The consumer price index was expected to increase 0.3% in June and 3.1% from a year ago.
Inflation fell to its lowest annual rate in more than two years during June, the product both of some deceleration in costs and easy comparisons against a time when price increases were running at a more than 40-year high.
Inflation generally begins with suppliers, so unless you consider truckers, farmers, miners, etc "corpos" your take is way off base.
Today's inflation is a direct result of the pandemic, exacerbated through savings/loose credit/"free" money as a result of not being able to spend during the pandemic. Demand didn't disappear, it just got built up. Meanwhile, manufacturers, shippers, and receivers literally couldn't get staff, and their costs rose. This carried all the way down the chain
The common retort here is the "record profits" line, but like... Yeah. Demand built up for TWO YEARS. Everyone and their mom is hiring. Of course they're seeing record profits.
Gouging has nothing to do with it. Unless you're talking about crude oil prices then yeah it's a lot of gouging, lol. Monopoly on supply and all that. But again, those costs trickle out through the entire economy.
My salary didn't increase enough to match inflation but the amount we charge our customers at my job did. Oh and my clients are all government or large manufacturing outfits. Not like malls or something.
Only 9% of truckers are owner operators. 91% work for companies, the vast majority of which work for large companies like SWIFT, or major retailers like Walmart.
The vast majority of miners work for large corporations too.
A majority of farmland is owned by mid-large sized corps too.
So truckers, farmers, and miners themselves might not be corpos, but they’re labor for a capitalist just like most everyone else. And those capitalist owners are looking to extract the maximum profit possible.
Gouging is roughly half of the reason for the hough inflation. Even industries that saw no shortages raised their prices because they saw they could because people expected higher prices. There have been a few econ papers written on the subject. Initially the additional profit margins were not looked at much because generally that is not the cause of inflation. But it can be. The last time it was a significant source of inflation was after WWII when people expected higher prices because factories had to completely switch what they were producing back to commercial good.
Not to mention, "record profits" is exactly what you would expect in absolute numbers in an inflationary environment. If all of a company's costs double, and they subsequently double all prices, then they'll get "record profits", despite nothing meaningful having changed.
Individual workers are also making "record" amounts of income, but again, that number in isolation isn't meaningful at all. I have significantly more dollars than a 1700s NYC landlord. I'd still much rather have his relative financial situation.
most of my costs have been flat or going down the past six months. a lot of consumer goods that I buy are seeing massive price cuts due to overstock and plummeting demand after two years of being at or above MSRP.

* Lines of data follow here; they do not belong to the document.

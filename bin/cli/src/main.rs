use std::path::PathBuf;
use std::process::ExitCode;

use clap::{Parser, Subcommand};
use flowscope_core::{NodeId, Result};
use tracing_subscriber::{layer::SubscriberExt, util::SubscriberInitExt};

mod commands;
mod config;
mod error;

use error::CliError;

/// Flowscope - structural analysis for workflow graphs
#[derive(Parser)]
#[command(name = "flowscope")]
#[command(version, about, long_about = None)]
struct Cli {
    #[command(subcommand)]
    command: Commands,
}

#[derive(Subcommand)]
enum Commands {
    /// Detect issues, estimate metrics and simulate optimization
    Analyze {
        /// Path to the graph snapshot (JSON)
        graph: PathBuf,

        /// Heuristics file (TOML, JSON or YAML)
        #[arg(long)]
        config: Option<PathBuf>,

        /// Write the optimized graph here
        #[arg(long)]
        graph_out: Option<PathBuf>,

        /// Print a text summary instead of the JSON report
        #[arg(long)]
        summary: bool,
    },

    /// Check whether a connection between two nodes would be accepted
    CheckConnection {
        /// Path to the graph snapshot (JSON)
        graph: PathBuf,

        /// Source node ID
        #[arg(long)]
        source: NodeId,

        /// Target node ID
        #[arg(long)]
        target: NodeId,

        /// Output port on the source node
        #[arg(long)]
        source_handle: Option<String>,

        /// Input port on the target node
        #[arg(long)]
        target_handle: Option<String>,
    },

    /// Check required inputs and acyclicity
    Validate {
        /// Path to the graph snapshot (JSON)
        graph: PathBuf,
    },
}

fn main() -> ExitCode {
    tracing_subscriber::registry()
        .with(
            tracing_subscriber::EnvFilter::try_from_default_env()
                .unwrap_or_else(|_| "info".into()),
        )
        .with(tracing_subscriber::fmt::layer().with_writer(std::io::stderr))
        .init();

    let cli = Cli::parse();
    match run(cli.command) {
        Ok(output) => {
            println!("{output}");
            ExitCode::SUCCESS
        }
        Err(report) => {
            eprintln!("error: {report}");
            ExitCode::FAILURE
        }
    }
}

fn run(command: Commands) -> Result<String, CliError> {
    match command {
        Commands::Analyze {
            graph,
            config,
            graph_out,
            summary,
        } => {
            let heuristics = config::load_heuristics(config.as_deref()).map_err(|e| {
                CliError::Config {
                    details: e.to_string(),
                }
            })?;
            let graph = commands::load_graph(&graph)?;
            commands::analyze(&graph, &heuristics, graph_out.as_deref(), summary)
        }
        Commands::CheckConnection {
            graph,
            source,
            target,
            source_handle,
            target_handle,
        } => {
            let graph = commands::load_graph(&graph)?;
            commands::check_connection(&graph, source, target, source_handle, target_handle)
        }
        Commands::Validate { graph } => {
            let graph = commands::load_graph(&graph)?;
            commands::validate(&graph)
        }
    }
}

#[cfg(test)]
mod tests {
    use super::*;
    use clap::CommandFactory;

    #[test]
    fn cli_definition_is_consistent() {
        Cli::command().debug_assert();
    }

    #[test]
    fn parses_check_connection_arguments() {
        let cli = Cli::try_parse_from([
            "flowscope",
            "check-connection",
            "graph.json",
            "--source",
            "fetch",
            "--target",
            "store",
            "--target-handle",
            "rows",
        ])
        .unwrap();
        match cli.command {
            Commands::CheckConnection {
                source,
                target,
                source_handle,
                target_handle,
                ..
            } => {
                assert_eq!(source.as_str(), "fetch");
                assert_eq!(target.as_str(), "store");
                assert_eq!(source_handle, None);
                assert_eq!(target_handle.as_deref(), Some("rows"));
            }
            _ => panic!("wrong subcommand"),
        }
    }
}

Things that are still increasing are service industry stuff. Restaurants, haircuts, travel, etc all seem to be going up. I have basically given most of that stuff up because there I see no reason to spend $50 on a haircut, or a hamburger and a two beers. When I flew in 2020 a ticket was like $400, that same flight today is like $1200.
local vacation rentals also seem to be plummeting in cost thank to massive vacancies because people can travel internationally again. I've also started to see cars prices go for MSRP or mild discounts in my area after two years of them being 20% over MSRP. I'm looking to replace my 7 year old car in the next year or two, and most models of it are already seeing $1000-2000 discounts, I'm hoping by winter that will go up to $3000-4000.
That’s not true, nor would a marginal adjustment in how each item is weighted change the final number significantly. We’re talking about a few basis points. Numbers below the significant figures on the headlines.
When do they change the weighting they do it to more accurately reflect consumer spending, because consumer spending changes quite a bit from time to time.
The line about CPI being manipulated is repeated over and over, without sourcing, on the internet, every time inflation numbers are released.
Internet doomers aren’t smarter than the highly qualified statistics experts at BLS.
It should also be noted that the items in this report with the highest level inflation are outliers, and are discretionary items such as air travel, hotels, luxury items, and home improvement materials. So if anything the inflation rate is lower for essentials focused spending, middle and lower class families who are paying rent, basic utilities, and simply trying to put food on the table.
Most recently these were the changes, very well documented. Nothing sounds suspicious
Changes to the CPI establishment frame (2019-2020)
Replaced Telephone Point-of-Purchase Survey (TPOPS) as source of retail establishment frame with data from the Consumer Expenditure Surveys (CE)
Eliminated redundancies and inefficiencies in survey operations and reduced household burden
Use of Quarterly Census of Employment and Wages business registry to refine the location and address data from the CE
For more on the history of the CPI and price change in the U.S see
Home improvement materials are discretionary? Tell me exactly what items that includes. It better be something like a gazebo but I bet it's stuff like hot water heaters and window glass.